Well, you shouldn't be too afraid of the power supply. There isn't too much that can go wrong if you're careful. If anything, I'd say start that bad boy up and start listening around the case. See what's creating the most noise, and do your best to find out it's size. Then replace with high airflow silents, and your done!
Post may be a bit late for your needs, but anyway......
(Goes without saying, but if you have the PSU case open / tampering with it - make sure its unplugged and allow internal capacitors to discharge for a while - otherwise you might get hell of a 'belt' from it - not funny!)
Part of the noise problem with MDDs is that the PSU case 'clips' to the internal side panel on studs thus transferring any noise and vibration directly to the panel - much like a sound board.
Its difficult to put much in the way of packing between the two without making it impossible to re-locate / refit the PSU on the panel, but I've had some success with thin strips of Chamois leather.
There are two in the leading edge ( just above optical drive )....these can get very noisy as the bearings start to get loose over time - all the noise is amplified thru' the side panel (see above).
Often its only one fan causing the problem - you can test which by carefully and quickly stalling each of the fans using a small plastic stick or end of a modelling paintbrush gently pushed through the grating.....DON"T push metal screwdrivers in there - its a PSU !
Be QUICK about doing this - you've got the side panel open so you don't want to leave your CPUs 'cooking' for very long!
iF you determine that one or both fans are noisy (rattle), then you need to replace them.
In my experience, don't mess about trying to improve / repair the existing ones.
The units are fairly stock 50mm items and only use a ground and supply wire (red and black).

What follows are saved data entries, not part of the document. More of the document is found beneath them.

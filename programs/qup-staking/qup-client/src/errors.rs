// QUP Vault Client Errors
//
// Pure-function failures (DerivationExhausted, TruncatedRecord, the
// discriminator errors) are contract violations and surface immediately.
// Precondition failures never touch lifecycle state. Ledger rejections are
// passed through verbatim, logs included.

use std::fmt;

use solana_sdk::pubkey::Pubkey;
use thiserror::Error;

use crate::instructions::OperationKind;

pub type Result<T> = std::result::Result<T, VaultClientError>;

#[derive(Debug, Error)]
pub enum VaultClientError {
    #[error("No off-curve bump found for seed namespace {namespace:?}")]
    DerivationExhausted { namespace: String },

    #[error("Invalid seeds for namespace {namespace:?}: {reason}")]
    InvalidSeeds { namespace: String, reason: String },

    #[error("Truncated {kind}: expected at least {expected} bytes, got {actual}")]
    TruncatedRecord {
        kind: &'static str,
        expected: usize,
        actual: usize,
    },

    #[error("Discriminator mismatch for {kind}: expected {expected:?}, found {found:?}")]
    DiscriminatorMismatch {
        kind: &'static str,
        expected: [u8; 8],
        found: [u8; 8],
    },

    #[error("Unknown instruction discriminator {0:?}")]
    UnknownDiscriminator([u8; 8]),

    #[error("Precondition failed: {0}")]
    PreconditionFailed(#[from] Precondition),

    #[error("Ledger rejected the submission: {0}")]
    Rejected(#[from] RejectionReason),

    #[error("Account {0} not found")]
    AccountNotFound(Pubkey),

    #[error("Invalid amount {input:?}: {reason}")]
    InvalidAmount { input: String, reason: &'static str },

    #[error("Arithmetic overflow")]
    ArithmeticOverflow,

    #[error("Serialization failed: {0}")]
    Serialization(#[from] std::io::Error),
}

/// Local guard that rejected a transition before anything was submitted.
#[derive(Debug, Clone, PartialEq, Eq, Error)]
pub enum Precondition {
    #[error("stake amount must be greater than zero")]
    ZeroAmount,

    #[error("stake duration must be greater than zero days")]
    ZeroDuration,

    #[error("insufficient token balance: have {available}, need {required}")]
    InsufficientTokenBalance { available: u64, required: u64 },

    #[error("insufficient SOL for fees: have {available} lamports, need {required}")]
    InsufficientFeeReserve { available: u64, required: u64 },

    #[error("a stake is already active for this vault")]
    StakeAlreadyActive,

    #[error("no stake account exists for this vault")]
    NoActiveStake,

    #[error("{0:?} submission still awaiting confirmation")]
    SubmissionPending(OperationKind),

    #[error("no pending {0:?} submission to resolve")]
    NoPendingSubmission(OperationKind),

    #[error("intent kind {actual:?} cannot start a {expected:?} transition")]
    IntentKindMismatch {
        expected: OperationKind,
        actual: OperationKind,
    },

    #[error("vault account {0} already exists")]
    VaultAlreadyInitialized(Pubkey),
}

/// Opaque failure reported by the ledger client: network errors, signature
/// rejection, simulation or program errors. `logs` carries simulation output
/// when the ledger produced any.
#[derive(Debug, Clone, PartialEq, Eq)]
pub struct RejectionReason {
    pub message: String,
    pub logs: Vec<String>,
}

impl RejectionReason {
    pub fn new(message: impl Into<String>) -> Self {
        Self {
            message: message.into(),
            logs: Vec::new(),
        }
    }

    pub fn with_logs(message: impl Into<String>, logs: Vec<String>) -> Self {
        Self {
            message: message.into(),
            logs,
        }
    }
}

impl fmt::Display for RejectionReason {
    fn fmt(&self, f: &mut fmt::Formatter<'_>) -> fmt::Result {
        write!(f, "{}", self.message)?;
        for line in &self.logs {
            write!(f, "\n  {}", line)?;
        }
        Ok(())
    }
}

impl std::error::Error for RejectionReason {}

Some replacement fans also have a speed feedback wire (often yellow) which you won't need / use.
Be careful about mounting the fans squarely in their rubber seats and you will probably need to splice the board connector(s) from the old fan(s) unless your replacements have similar connectors (unlikely). This IS a time to use solder and heatshrink - twisting bare ends together is not acceptable in a CPU case....or in any case to be honest!
Re-assemble and test.... making sure that they DO actually run AND that BOTH fans turn on / speed up when things get warm.
Will they be 'silent' ?........No.
The OTHER source of fan noise is the main 5" fan that primarily cools the CPU when the door is shut. After some years of service the bearing gets rattly and somewhat irritating - again you can check by quickly stalling it (as above) to see if the noise goes away.
The fan slots into a carrier under the optical drive(s) and is generally not that hard to find a replacement for.
I have replaced the Stock 120mm fan with a SilenX 120x120x38mm - 18dBA - 90CFM iXtrema Pro Fan with Fluid Dynamic Bearings. From FrozenCPU.com.
The machine is over all alot quieter, now my question is... The fan looks like it's a three wire fan, can I easily trim it so I only have the Red and Black needed? Or can I just slave this off of the Optical drive, I do have a conversion cable that came with the fan.
Another question is, after running the machine for about 45 minutes, it dies. Just turns off, and the power button flashes a few times, I can push and hold it for 10 seconds and then it powers right back up, I'm curious if this is the Fan connector the motherboard "freaking" out do to it not have the solo Red and Black connectors, or if it's something else that is failing? if so...Now what??? */cry...
IIRC, the very last version of the Quicksilver (2002?) could support large drives, the earlier versions of the Quicksilver could not. Lars or MacDoc or JohnClay will probably have the details to hand --- Guys?
Apple Power Macintosh G4 800 (QS 2002) Specs (Quicksilver 2002 - M8705LL/A) @ EveryMac.com
Apple: "The BootROM of Power Mac G4 (Mirrored Drive Doors), Xserve, Power Mac G5, and any other model introduced after June 2002 can accommodate these larger drives."
Alternatively, you can buy some software (from Insite?) that enables large drives.